Visualizing Forecast Accuracy. When not to use the "start at zero" rule ?

I recently joined a discussion on Kaiser Fung's blog Junk Charts ,  When to use the start-at-zero rule,  concerning when charts should force a 0 into the Y-axis.  BTW - If you have not done so, add his blog to your RSS feed, it's superb and I have become a frequent visitor.

On this particular post, I would completely agree with his thoughts was it not for this one metric I have problems visualizing, Forecast Accuracy.   Forecast Accuracy is a very, very widely used sales-forecasting metric that is based on a statistical one, so let's start there.  

The statistical metric (Mean Absolute Percentage Error) looks at the average absolute forecast error as a percentage of actual sales.    Some of the errors will be positive and some negative but by taking the absolute value we lose the sign and just look at the magnitude of error.  (We handle optimism or pessimism in the forecast with a different "bias" metric).  

There is occasionally heated discussion in the sales forecasting community about exactly how this should be calculated but let's save that for another day as all forms I am familiar with have the same properties with regard to plotting results.

  • perfect forecasts would have no error and return 0% MAPE, this is our base.
  • there is no effective upper bound on the metric (you can have 400% MAPE or more)

If we were to look at this across a range of product groups (A thru K) it might look something like this.  The Y-axis is forced to start at 0 and the length of the bars have meaning, Product D really does have almost twice the error rate of product A.  This plots out very nicely, it's hard to misunderstand  and the start-at-zero rule certainly does apply.

Now convert MAPE into a Forecast Accuracy with this simple calculation.

Forecast Accuracy = 1 - MAPE

I can only assume this metric was created in the sense of "bigger numbers are better".  It's in widespread use, it's part of the business forecasting language, and no, I can't change it.  Perfect forecasts are now at 100% and there is no lower bound on the metric, it can easily be negative.

This causes me a problem.  Check out the chart below: this is the same data as before but now expressed as Forecast Accuracy rather than MAPE in a standard Excel chart.  Excel is trying to help (bless it) and put the 0 value in without my help.  Work in supply-chain and you will see a lot of these.

The zero value has no special meaning on this metric, so starting at 0 is very misleading:  80% accuracy (20% MAPE) is not twice as good as 40% accuracy  (60% MAPE).

Allowing the minimum of the y-axis to float  does not solve this either (below)

I really don't know what this is trying to tell me... some product groups are better than others perhaps ?  Certainly, relative size is meaningless.

"Abandon it" you say  "go to a line chart".  Line charts often have floating axes and they do not emphasize relative size nearly as much as a bar-chart does (below).

Perhaps it's less confusing/misleading than the previous charts but I still don't like it. because there is data I want to compare relative sizes for (the MAPE) and line-charts seem most useful when trying to show patterns.  I have no reason to expect a useful pattern to form from product categories: I just sorted then alphabetically.

My thanks to the contributors on Junk Charts for helping me clarify my thinking on this.  I don't know that there is a great answer but as it's one I run into all the time I do want to find a better solution.  (FYI - It's just hit me that there are another set of supply-chain metrics for order fill-rates than have the exact same problem)

How about forcing the upper limit on the Y-axis to 100% and letting the lower limit float?

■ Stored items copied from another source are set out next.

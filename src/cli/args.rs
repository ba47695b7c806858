//! Command-line argument definitions using clap

use crate::pipeline::{CovariateSet, MissingStrategy, OutcomeKind, PositionEncoding, SkinMeasure};
use clap::Parser;
use std::path::PathBuf;

/// Crowdstorm - replicate the red-card analysis with configurable
/// preprocessing and model choices
#[derive(Parser, Debug)]
#[command(name = "crowdstorm")]
#[command(author, version, about, long_about = None)]
pub struct Cli {
    /// Input CSV file path
    #[arg(short, long, default_value = "data.csv")]
    pub input: PathBuf,

    /// Outcome family: linear (OLS on counts), logit (binary flag),
    /// or poisson (counts)
    #[arg(long, value_enum, default_value_t = OutcomeKind::Logit)]
    pub outcome: OutcomeKind,

    /// Skin-tone predictor: the continuous mean score or the 0.5-
    /// thresholded binary flag
    #[arg(long, value_enum, default_value_t = SkinMeasure::Continuous)]
    pub skin: SkinMeasure,

    /// Covariate bundle appended to the model formula
    #[arg(long, value_enum, default_value_t = CovariateSet::Performance)]
    pub cov: CovariateSet,

    /// Missing-data strategy applied after encoding
    #[arg(long, value_enum, default_value_t = MissingStrategy::Dropna)]
    pub missing: MissingStrategy,

    /// Encoding of the nominal position column
    #[arg(long, value_enum, default_value_t = PositionEncoding::Onehot)]
    pub position: PositionEncoding,

    /// Standardize all numeric columns before fitting
    #[arg(long, default_value = "false")]
    pub scale: bool,

    /// Model label echoed in the configuration card (display only)
    #[arg(long, default_value = "glm")]
    pub model: String,
}
use thiserror::Error;

/// Errors that can occur while building the design matrix or fitting a
/// model. None of these are recovered from; a fitting failure aborts the
/// run.
#[derive(Error, Debug)]
pub enum ModelError {
    #[error("column '{0}' referenced by the formula is not in the prepared dataset")]
    MissingColumn(String),

    #[error("column '{0}' is not numeric and cannot enter the design matrix")]
    NonNumericColumn(String),

    #[error("no rows remain after removing observations with missing values")]
    NoValidData,

    #[error("insufficient data: {rows} rows for {params} parameters")]
    InsufficientData { rows: usize, params: usize },

    #[error("normal equations are singular or not positive definite")]
    SingularMatrix,

    #[error("IRLS failed to converge after {iterations} iterations (tolerance {tolerance})")]
    NotConverged { iterations: usize, tolerance: f64 },

    #[error("invalid response for {family} regression: {message}")]
    InvalidResponse {
        family: &'static str,
        message: String,
    },
}

/// Result type for the model-fitting layer
pub type ModelResult<T> = Result<T, ModelError>;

I am trying to emphasize the negative space between the top of the bar and 100%, essentially the error rate.

I'm not entirely happy though, those heavy bars do draw the eye, and you would have to educate the user to read the negative space.  How about a dot-plot instead ?

You would still have to learn how to read it properly ...

Or how about this?  Inspiration or desperation?  I'm now plotting the bars down from the 100% mark, emphasizing MAPE while still using the Forecast Accuracy scale.  I'm not entirely sure yet, but I think I like it and if I generalize the "start at 0" idea to "start at base" it may even fit the rule.

What do you think?  Which version best handles the compromise between a user's desire to see the metric they know and my desire to show them relative error rates?  Have you a better idea?  I would love to hear it - this one really bugs me !  Can you think of any other examples of metrics where 0 is meaningless?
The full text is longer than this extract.